#### [What you are asked to do]
Go through the entries and say how many lines contain the string "should". The number is the whole answer.
::: Extracted data
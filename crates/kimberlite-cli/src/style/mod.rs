//! CLI styling utilities for beautiful terminal output.
//!
//! Provides semantic colors, output helpers, ASCII art banners,
//! formatted tables, and animated spinners.

use std::sync::atomic::{AtomicBool, Ordering};

pub mod banner;
pub mod colors;
pub mod output;
pub mod spinner;
pub mod table;

pub use output::*;
pub use spinner::*;
pub use table::*;

/// Global flag to track if colors are disabled.
static NO_COLOR: AtomicBool = AtomicBool::new(false);

/// Sets the global no-color flag.
pub fn set_no_color(value: bool) {
    NO_COLOR.store(value, Ordering::SeqCst);
}

/// Checks if colors are disabled.
pub fn no_color() -> bool {
    NO_COLOR.load(Ordering::SeqCst)
}
#[cfg(test)]
mod tests {
    use super::*;

    #[test]
    fn test_infer_phi() {
        assert_eq!(infer_from_stream_name("patient_records"), DataClass::PHI);
        assert_eq!(infer_from_stream_name("medical_history"), DataClass::PHI);
        assert_eq!(infer_from_stream_name("lab_results"), DataClass::PHI);
    }

    #[test]
    fn test_infer_deidentified() {
        assert_eq!(
            infer_from_stream_name("deidentified_cohort_study"),
            DataClass::Deidentified
        );
        assert_eq!(
            infer_from_stream_name("anonymized_patient_data"),
            DataClass::Deidentified
        );
    }

    #[test]
    fn test_infer_pci() {
        assert_eq!(
            infer_from_stream_name("credit_card_transactions"),
            DataClass::PCI
        );
        assert_eq!(
            infer_from_stream_name("payment_gateway_logs"),
            DataClass::PCI
        );
    }

    #[test]
    fn test_infer_financial() {
        assert_eq!(
            infer_from_stream_name("general_ledger"),
            DataClass::Financial
        );
        assert_eq!(
            infer_from_stream_name("revenue_reports"),
            DataClass::Financial
        );
    }

    #[test]
    fn test_infer_sensitive() {
        assert_eq!(
            infer_from_stream_name("biometric_access_logs"),
            DataClass::Sensitive
        );
        assert_eq!(
            infer_from_stream_name("genetic_test_results"),
            DataClass::Sensitive
        );
    }

    #[test]
    fn test_infer_pii() {
        assert_eq!(infer_from_stream_name("user_profiles"), DataClass::PII);
        assert_eq!(infer_from_stream_name("customer_contacts"), DataClass::PII);
    }

    #[test]
    fn test_infer_confidential() {
        assert_eq!(
            infer_from_stream_name("internal_strategy_docs"),
            DataClass::Confidential
        );
        assert_eq!(
            infer_from_stream_name("proprietary_algorithms"),
            DataClass::Confidential
        );
    }

    #[test]
    fn test_infer_public() {
        assert_eq!(
            infer_from_stream_name("public_announcements"),
            DataClass::Public
        );
        assert_eq!(infer_from_stream_name("blog_posts"), DataClass::Public);
    }

    #[test]
    fn test_validate_user_classification_allowed() {
        // User can be more restrictive
        assert!(validate_user_classification(
            "blog_posts",
            DataClass::Confidential
        ));

        // User matches inference
        assert!(validate_user_classification(
            "patient_records",
            DataClass::PHI
        ));
    }

    #[test]
    fn test_validate_user_classification_denied() {
        // User cannot be less restrictive
        assert!(!validate_user_classification(
            "patient_records",
            DataClass::Public
        ));

        assert!(!validate_user_classification(
            "credit_card_transactions",
            DataClass::Confidential
        ));
    }

    #[test]
    fn test_default_classification() {
        // Unknown patterns should default to Confidential (safe default)
        assert_eq!(
            infer_from_stream_name("unknown_stream_xyz"),
            DataClass::Confidential
        );
    }

    #[test]
    fn test_content_scan_ssn() {
        assert!(ContentScanner::scan_ssn("SSN: 123-45-6789"));
        assert!(!ContentScanner::scan_ssn("phone: 123-456-789"));
        assert!(!ContentScanner::scan_ssn("short"));
    }

    #[test]
    fn test_content_scan_credit_card() {
        assert!(ContentScanner::scan_credit_card("4111111111111111"));
        assert!(ContentScanner::scan_credit_card("4111 1111 1111 1111"));
        assert!(!ContentScanner::scan_credit_card("12345"));
    }

    #[test]
    fn test_content_scan_email() {
        assert!(ContentScanner::scan_email("contact user@example.com please"));
        assert!(!ContentScanner::scan_email("no email here"));
        assert!(!ContentScanner::scan_email("@invalid"));
    }

    #[test]
    fn test_content_scan_medical_terms() {
        let text = "Patient diagnosis: ICD-10 code J06.9, prescribed medication 500mg";
        assert!(ContentScanner::scan_medical_terms(text) >= 2);

        let text = "The weather today is sunny";
        assert_eq!(ContentScanner::scan_medical_terms(text), 0);
    }

    #[test]
    fn test_content_scan_financial_terms() {
        let text = "Wire transfer to account number 12345, routing number 67890";
        assert!(ContentScanner::scan_financial_terms(text) >= 2);

        let text = "The cat sat on the mat";
        assert_eq!(ContentScanner::scan_financial_terms(text), 0);
    }

    #[test]
    fn test_suggest_classification_with_content() {
        // Content with SSN should upgrade from Confidential to PII
        let class = suggest_classification(
            "unknown_data",
            b"Record: John Doe, SSN 123-45-6789",
        );
        assert_eq!(class, DataClass::PII);

        // Content with credit card should upgrade to PCI
        let class = suggest_classification(
            "unknown_data",
            b"Card: 4111111111111111",
        );
        assert_eq!(class, DataClass::PCI);

        // Empty content falls back to name-based
        let class = suggest_classification("patient_records", b"");
        assert_eq!(class, DataClass::PHI);
    }

    #[test]
    fn test_classify_content_confidence() {
        // Name + content agreement = high confidence
        let result = classify_content(
            "patient_records",
            "Patient diagnosis: ICD-10 J06.9, medication prescribed 500mg",
        );
        assert_eq!(result.data_class, DataClass::PHI);
        assert!(result.confidence > 0.9);
        assert!(!result.matched_patterns.is_empty());

        // Name only = moderate confidence
        let result = classify_content("patient_records", "some random text");
        assert_eq!(result.data_class, DataClass::PHI);
        assert!(result.confidence < 0.7);
    }

    #[test]
    fn test_classify_content_takes_higher() {
        // Content detects PCI even though name says Public
        let result = classify_content(
            "public_data",
            "Payment card: 4111111111111111",
        );
        assert_eq!(result.data_class, DataClass::PCI);
    }

    #[test]
    fn test_higher_class() {
        assert_eq!(higher_class(DataClass::Public, DataClass::PHI), DataClass::PHI);
        assert_eq!(higher_class(DataClass::PHI, DataClass::Public), DataClass::PHI);
        assert_eq!(higher_class(DataClass::PII, DataClass::PCI), DataClass::PCI);
    }
}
::::::
#### [Response area]
3